Task prompt: Pull every line that holds the word "PortInUse" from the entries.

•••••

//! 容器生命周期管理
//!
//! 一个实例管理一个具名容器：
//! absent -> created -> running <-> stopped，任意状态可 remove 回到 absent。
//!
//! 同名容器的并发操作由调用方串行化（见 orchestrator）。

use futures::StreamExt;
use std::sync::Arc;
use std::time::Duration;
use thiserror::Error;
use tracing::{debug, info, warn};

use crate::domain::container::{ContainerState, PullStatus, StartOptions, StartOutcome};
use crate::domain::hardware::HardwareVariant;
use crate::domain::service::{ContainerLaunchSpec, Platform, ServiceDefinition};
use crate::error::ErrorCode;
use crate::infra::command::CommandExecutor;
use crate::infra::docker::{ContainerEngine, CreateRequest, EngineError, PullStream};
use crate::infra::health::HealthProbe;
use crate::infra::port::PortPreemptor;
use crate::services::hardware::HardwareDetector;

/// 生命周期错误
#[derive(Debug, Error)]
pub enum LifecycleError {
    #[error(transparent)]
    Engine(#[from] EngineError),

    #[error("port {port} is still in use: {remediation}")]
    PortInUse { port: u16, remediation: String },

    #[error("failed to pull image {image}: {reason}")]
    PullFailed { image: String, reason: String },

    #[error("container {name} exited immediately after start (status: {status})")]
    ExitedImmediately {
        name: String,
        status: String,
        logs: Vec<String>,
        inspect: String,
    },

    #[error("service {0} has no container launch spec")]
    NotContainerized(String),
}

impl ErrorCode for LifecycleError {
    fn code(&self) -> &'static str {
        match self {
            LifecycleError::Engine(e) => e.code(),
            LifecycleError::PortInUse { .. } => "port_in_use",
            LifecycleError::PullFailed { .. } => "image_pull_failed",
            LifecycleError::ExitedImmediately { .. } => "container_exited",
            LifecycleError::NotContainerized(_) => "not_containerized",
        }
    }

    fn details(&self) -> Option<String> {
        match self {
            LifecycleError::ExitedImmediately { logs, inspect, .. } => Some(format!(
                "--- logs ---\n{}\n--- inspect ---\n{}",
                logs.join("\n"),
                inspect
            )),
            _ => None,
        }
    }
}

/// 生命周期参数
#[derive(Clone, Debug)]
pub struct LifecycleSettings {
    pub platform: Platform,
    /// 健康检查轮询间隔
    pub poll_interval: Duration,
    pub max_attempts: u32,
    pub stop_grace: Duration,
    /// restart 时等待端口释放
    pub restart_delay: Duration,
    /// 启动失败时附带的日志行数
    pub diagnostic_tail: usize,
    /// 单次镜像拉取的总时长上限
    pub pull_timeout: Duration,
}

impl Default for LifecycleSettings {
    fn default() -> Self {
        Self {
            platform: Platform::current(),
            poll_interval: Duration::from_secs(2),
            max_attempts: 30,
            stop_grace: Duration::from_secs(10),
            restart_delay: Duration::from_secs(2),
            diagnostic_tail: 50,
            pull_timeout: Duration::from_secs(1800),
        }
    }
}

/// 单个容器的生命周期管理器
pub struct ContainerLifecycleManager {
    definition: ServiceDefinition,
    spec: ContainerLaunchSpec,
    engine: Arc<dyn ContainerEngine>,
    probe: Arc<dyn HealthProbe>,
    /// 本机硬件探测
    executor: Arc<dyn CommandExecutor>,
    preemptor: Option<Arc<PortPreemptor>>,
    settings: LifecycleSettings,
}

impl ContainerLifecycleManager {
    pub fn new(
        definition: ServiceDefinition,
        engine: Arc<dyn ContainerEngine>,
        probe: Arc<dyn HealthProbe>,
        executor: Arc<dyn CommandExecutor>,
        preemptor: Option<Arc<PortPreemptor>>,
        settings: LifecycleSettings,
    ) -> Result<Self, LifecycleError> {
        let spec = definition
            .container
            .clone()
            .ok_or_else(|| LifecycleError::NotContainerized(definition.name.clone()))?;
        Ok(Self {
            definition,
            spec,
            engine,
            probe,
            executor,
            preemptor,
            settings,
        })
    }

    pub fn container_name(&self) -> &str {
        &self.spec.container_name
    }

    /// 启动容器（幂等：已在运行时不重复创建）
    pub async fn start(&self, options: &StartOptions) -> Result<StartOutcome, LifecycleError> {
        let name = self.spec.container_name.clone();

        self.engine.ping().await?;

        let variant = self.select_variant(options).await;
        let image = self.spec.image_for(variant);
        info!(service = %self.definition.name, container = %name, image = %image, variant = %variant, "Starting container");

        let existing = self.engine.inspect(&name).await?;
        if let Some(ref state) = existing {
            if state.running {
                info!(container = %name, "Container already running");
                let healthy = self.wait_healthy(options).await;
                return Ok(StartOutcome {
                    container: name,
                    gpu_type: state.image_variant().unwrap_or(variant),
                    image: state.image.clone().unwrap_or(image),
                    created: false,
                    healthy,
                    message: health_message(healthy, "already running"),
                });
            }
        }

        self.preempt_port().await?;

        // 已有容器按原样启动，结果以容器实际的镜像为准
        let (gpu_type, image, created, note) = match existing {
            Some(state) => {
                let actual = state.image_variant().unwrap_or(variant);
                let note = match options.gpu_type {
                    Some(requested) if requested != actual => {
                        warn!(
                            container = %name,
                            requested = %requested,
                            existing = %actual,
                            "Existing container uses a different variant, remove it to switch"
                        );
                        Some(format!(
                            "existing container uses {} (requested {}); remove it to switch",
                            actual, requested
                        ))
                    }
                    _ => None,
                };
                info!(container = %name, variant = %actual, "Starting existing container");
                (actual, state.image.unwrap_or(image), false, note)
            }
            None => {
                self.ensure_image(&image).await?;
                let request = self.create_request(variant, image.clone());
                self.engine.create(&request).await?;
                (variant, image, true, None)
            }
        };

        self.engine.start(&name).await.map_err(|e| self.map_port_error(e))?;
        self.verify_running(&name).await?;

        let healthy = self.wait_healthy(options).await;
        let mut message = health_message(healthy, "started");
        if let Some(note) = note {
            message = format!("{}; {}", message, note);
        }
        Ok(StartOutcome {
            container: name,
            gpu_type,
            image,
            created,
            healthy,
            message,
        })
    }

    /// 停止容器；不存在或已停止时什么都不做
    pub async fn stop(&self) -> Result<bool, LifecycleError> {
        let name = &self.spec.container_name;
        match self.engine.inspect(name).await? {
            Some(state) if state.running => {
                info!(container = %name, grace = ?self.settings.stop_grace, "Stopping container");
                self.engine.stop(name, self.settings.stop_grace).await?;
                Ok(true)
            }
            _ => {
                debug!(container = %name, "Container not running, nothing to stop");
                Ok(false)
            }
        }
    }

    pub async fn restart(&self, options: &StartOptions) -> Result<StartOutcome, LifecycleError> {
        self.stop().await?;
        tokio::time::sleep(self.settings.restart_delay).await;
        self.start(options).await
    }

    /// 删除容器；不存在时什么都不做
    pub async fn remove(&self) -> Result<bool, LifecycleError> {
        let name = &self.spec.container_name;
        let Some(state) = self.engine.inspect(name).await? else {
            return Ok(false);
        };
        if state.running {
            self.engine.stop(name, self.settings.stop_grace).await?;
        }
        self.engine.remove(name).await?;
        info!(container = %name, "Container removed");
        Ok(true)
    }

    /// 容器状态，不返回错误
    pub async fn status(&self) -> ContainerState {
        let name = &self.spec.container_name;
        match self.engine.inspect(name).await {
            Ok(Some(state)) => state,
            Ok(None) => ContainerState::absent(name),
            Err(e) => {
                warn!(container = %name, error = %e, "Container inspection failed");
                ContainerState::unknown(name, e.to_string())
            }
        }
    }

    pub async fn logs(&self, tail: usize) -> Result<Vec<String>, LifecycleError> {
        Ok(self.engine.logs(&self.spec.container_name, tail).await?)
    }

    async fn select_variant(&self, options: &StartOptions) -> HardwareVariant {
        if let Some(variant) = options.gpu_type {
            return variant;
        }
        if !self.spec.is_variant_aware() && self.spec.overlays.is_empty() {
            return HardwareVariant::Cpu;
        }
        match HardwareDetector::detect(self.executor.as_ref()).await {
            Ok(cap) => match cap.recommended() {
                Some(variant) => variant,
                None => {
                    warn!(reason = ?cap.unsupported_reason(), "Unsupported hardware, using cpu variant");
                    HardwareVariant::Cpu
                }
            },
            Err(e) => {
                warn!(error = %e, "Hardware detection failed, using cpu variant");
                HardwareVariant::Cpu
            }
        }
    }

    async fn preempt_port(&self) -> Result<(), LifecycleError> {
        let (Some(port), Some(preemptor)) = (self.spec.preempt_port, self.preemptor.as_ref()) else {
            return Ok(());
        };
        let report = preemptor.preempt(port, &self.spec.preempt_allowlist).await;
        if report.is_blocked() {
            return Err(LifecycleError::PortInUse {
                port,
                remediation: report.remediation(),
            });
        }
        Ok(())
    }

    async fn ensure_image(&self, image: &str) -> Result<(), LifecycleError> {
        if self.engine.image_exists(image).await? {
            debug!(image = %image, "Image already present");
            return Ok(());
        }

        let mut stream = self.engine.pull(image);
        let budget = self.settings.pull_timeout;
        match tokio::time::timeout(budget, drain_pull(&mut stream, image)).await {
            Ok(result) => result,
            Err(_) => {
                stream.cancel();
                warn!(image = %image, timeout = ?budget, "Image pull timed out");
                Err(LifecycleError::PullFailed {
                    image: image.to_string(),
                    reason: format!("timed out after {:?}", budget),
                })
            }
        }
    }

    fn create_request(&self, variant: HardwareVariant, image: String) -> CreateRequest {
        CreateRequest {
            name: self.spec.container_name.clone(),
            image,
            ports: self.spec.ports.clone(),
            volumes: self.spec.volumes.clone(),
            env: self.spec.env.clone(),
            host_network: self.spec.uses_host_network(self.settings.platform),
            network: None,
            overlay: self.spec.overlay_for(variant).cloned(),
            restart_policy: self
                .definition
                .auto_restart
                .then(|| "unless-stopped".to_string()),
        }
    }

    fn map_port_error(&self, error: EngineError) -> LifecycleError {
        match error {
            EngineError::PortAllocated(detail) => LifecycleError::PortInUse {
                port: self.spec.reachable_port(self.settings.platform).unwrap_or(0),
                remediation: format!("{}; stop the process using the port and retry", detail),
            },
            other => LifecycleError::Engine(other),
        }
    }

    async fn verify_running(&self, name: &str) -> Result<(), LifecycleError> {
        let state = self.engine.inspect(name).await?;
        if state.as_ref().map_or(false, |s| s.running) {
            return Ok(());
        }

        let status = state.map(|s| s.status).unwrap_or_else(|| "absent".to_string());
        let logs = self
            .engine
            .logs(name, self.settings.diagnostic_tail)
            .await
            .unwrap_or_else(|e| vec![format!("failed to fetch logs: {}", e)]);
        let inspect = self
            .engine
            .inspect_raw(name)
            .await
            .unwrap_or_else(|e| format!("failed to inspect: {}", e));
        warn!(container = %name, status = %status, "Container exited right after start");

        Err(LifecycleError::ExitedImmediately {
            name: name.to_string(),
            status,
            logs,
            inspect,
        })
    }

    /// 轮询健康检查，超出次数返回 false（不视为失败）
    async fn wait_healthy(&self, options: &StartOptions) -> bool {
        let Some(url) = self
            .definition
            .health_url(self.settings.platform, options.health_url.as_deref())
        else {
            return true;
        };
        let timeout = self.definition.health_timeout();

        for attempt in 1..=self.settings.max_attempts {
            if self.probe.check(&url, timeout).await {
                info!(url = %url, attempt = attempt, "Service healthy");
                return true;
            }
            if attempt < self.settings.max_attempts {
                tokio::time::sleep(self.settings.poll_interval).await;
            }
        }
        warn!(url = %url, attempts = self.settings.max_attempts, "Service started but not yet healthy");
        false
    }
}

async fn drain_pull(stream: &mut PullStream, image: &str) -> Result<(), LifecycleError> {
    while let Some(event) = stream.next().await {
        match event.status {
            PullStatus::Progress => debug!(image = %image, detail = %event.detail, "Pull progress"),
            PullStatus::Complete => {
                info!(image = %image, "Image pulled");
                return Ok(());
            }
            PullStatus::Error => {
                return Err(LifecycleError::PullFailed {
                    image: image.to_string(),
                    reason: event.detail,
                })
            }
        }
    }
    Err(LifecycleError::PullFailed {
        image: image.to_string(),
        reason: "pull ended without completion".to_string(),
    })
}

fn health_message(healthy: bool, action: &str) -> String {
    if healthy {
        format!("Container {} and healthy", action)
    } else {
        format!("Container {} but not yet healthy", action)
    }
}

•••••

Result of this task:
    PortInUse { port: u16, remediation: String },
            LifecycleError::PortInUse { .. } => "port_in_use",
            return Err(LifecycleError::PortInUse {
            EngineError::PortAllocated(detail) => LifecycleError::PortInUse {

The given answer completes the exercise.